Story
Juni 30, 2026
La Fiscalía cita a indagatoria a Álvaro Uribe por masacres paramilitares
La Fiscalía General de la Nación abrió una investigación formal y citó a indagatoria al expresidente Álvaro Uribe Vélez por su presunta responsabilidad en la conformación de grupos paramilitares y su posible implicación en las masacres de La Granja (1996) y El Aro (1997), así como en el homicidio del defensor de derechos humanos Jesús María Valle. Uribe ha calificado la citación, a pocos días de las elecciones, como una "clara presión política".
La política y la justicia chocan de frente: a tres días de las elecciones, el nombre de Álvaro Uribe vuelve al banquillo por las masacres paramilitares de los 90, mientras el país se pregunta si asiste a un acto de depuración histórica o a un movimiento de ajedrez electoral.
Lo que dice la Fiscalía (y quienes la respaldan)

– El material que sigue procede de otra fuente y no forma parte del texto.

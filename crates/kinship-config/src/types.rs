//! Configuration types.
//!
//! Every struct implements [`Default`] with the same values as the embedded
//! `defaults.toml`, so a bare `[section]` header produces a working
//! configuration.

use serde::{Deserialize, Serialize};

// ---------------------------------------------------------------------------
// Top-level Config
// ---------------------------------------------------------------------------

/// Root configuration.
#[derive(Debug, Clone, Default, PartialEq, Serialize, Deserialize)]
#[serde(default)]
pub struct Config {
    /// Storage key layout.
    pub keys: KeyConfig,
    /// Audit scan tuning.
    pub audit: AuditConfig,
    /// Repair batching and rebuild policy.
    pub repair: RepairConfig,
    /// Logging level and format.
    pub logging: LoggingConfig,
}

// ---------------------------------------------------------------------------
// KeyConfig
// ---------------------------------------------------------------------------

/// How storage keys are assembled.
///
/// A primary record lives at `<type><delimiter><id><delimiter><suffix>` and
/// a model's timeline at `<type><delimiter><instances>`.
#[derive(Debug, Clone, PartialEq, Eq, Serialize, Deserialize)]
#[serde(default)]
pub struct KeyConfig {
    /// Separator between key segments.
    pub delimiter: String,
    /// Trailing segment of primary record keys.
    pub suffix: String,
    /// Trailing segment of timeline keys.
    pub instances: String,
}

impl Default for KeyConfig {
    fn default() -> Self {
        Self {
            delimiter: ":".to_owned(),
            suffix: "object".to_owned(),
            instances: "instances".to_owned(),
        }
    }
}

// ---------------------------------------------------------------------------
// AuditConfig
// ---------------------------------------------------------------------------

/// Audit scan settings.
#[derive(Debug, Clone, PartialEq, Eq, Serialize, Deserialize)]
#[serde(default)]
pub struct AuditConfig {
    /// Keys examined per `SCAN` call.
    pub batch_size: usize,
    /// Members sampled from a multi-index set larger than this.
    pub sample_size: usize,
}

impl Default for AuditConfig {
    fn default() -> Self {
        Self {
            batch_size: 100,
            sample_size: 50,
        }
    }
}

// ---------------------------------------------------------------------------
// RepairConfig
// ---------------------------------------------------------------------------

/// Repair settings.
#[derive(Debug, Clone, PartialEq, Eq, Serialize, Deserialize)]
#[serde(default)]
pub struct RepairConfig {
    /// Commands per pipeline when fixing the timeline.
    pub batch_size: usize,
    /// Stale entries above which an index is rebuilt instead of patched.
    pub rebuild_threshold: usize,
    /// Always rebuild indexes, regardless of the threshold.
    pub force_rebuild: bool,
}

impl Default for RepairConfig {
    fn default() -> Self {
        Self {
            batch_size: 100,
            rebuild_threshold: 10,
            force_rebuild: false,
        }
    }
}

// ---------------------------------------------------------------------------
// LoggingConfig
// ---------------------------------------------------------------------------

/// Logging and tracing configuration.
#[derive(Debug, Clone, PartialEq, Eq, Serialize, Deserialize)]
#[serde(default)]
pub struct LoggingConfig {
    /// Global log level filter (`"trace"`, `"debug"`, `"info"`, `"warn"`,
    /// `"error"`).
    pub level: String,
    /// Output format: `"pretty"`, `"compact"`, `"json"`, or `"full"`.
    pub format: String,
    /// Per-crate tracing directives (e.g. `["kinship_core=debug"]`).
    pub directives: Vec<String>,
}

impl Default for LoggingConfig {
    fn default() -> Self {
        Self {
            level: "info".to_owned(),
            format: "pretty".to_owned(),
            directives: Vec::new(),
        }
    }
}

La versión institucional es clara: la Fiscalía abrió una investigación formal contra el expresidente por su “presunta responsabilidad en la conformación y acción de grupos paramilitares en Antioquia durante la década de los noventa”, en particular en San Roque y en las incursiones de El Aro y La Granja.1 Los delitos bajo la lupa: concierto para delinquir agravado y homicidio en persona protegida, con la hipótesis de que la hacienda Guacharacas, de la familia Uribe, habría sido base de una estructura ilegal.1
Medios alineados con este enfoque subrayan el peso histórico del proceso: el expresidente “es citado a indagatoria por dos masacres de paramilitares” —La Granja (1996) y El Aro (1997)—, así como por el asesinato del defensor de derechos humanos Jesús María Valle.2
La lectura crítica y de oposición
Desde sectores críticos se enfatiza el contexto político: “A tres días de elecciones, Fiscalía llama a indagatoria a Álvaro Uribe” por hechos ocurridos hace 30 años, remarcan, resaltando que la pesquisa incluye también el papel de Guacharacas en el surgimiento de estructuras como el Bloque Metro.3 Otros medios destacan que la citación recoge “El Aro, La Granja y otros casos de alto impacto” ligados a presuntos vínculos con estructuras paramilitares en Antioquia.4
La versión Uribe
Uribe responde en modo ofensiva política: denuncia que la fiscal que lo llama a indagatoria ejerce una “clara presión política” y que “no ha recibido una sola declaración” suya antes de vincularlo formalmente bajo el antiguo sistema penal, lo que —afirma— busca llevarlo directo a una condena.5
El choque es nítido: para unos, es un paso largamente aplazado hacia la verdad; para otros, un proceso judicial con olor a campaña.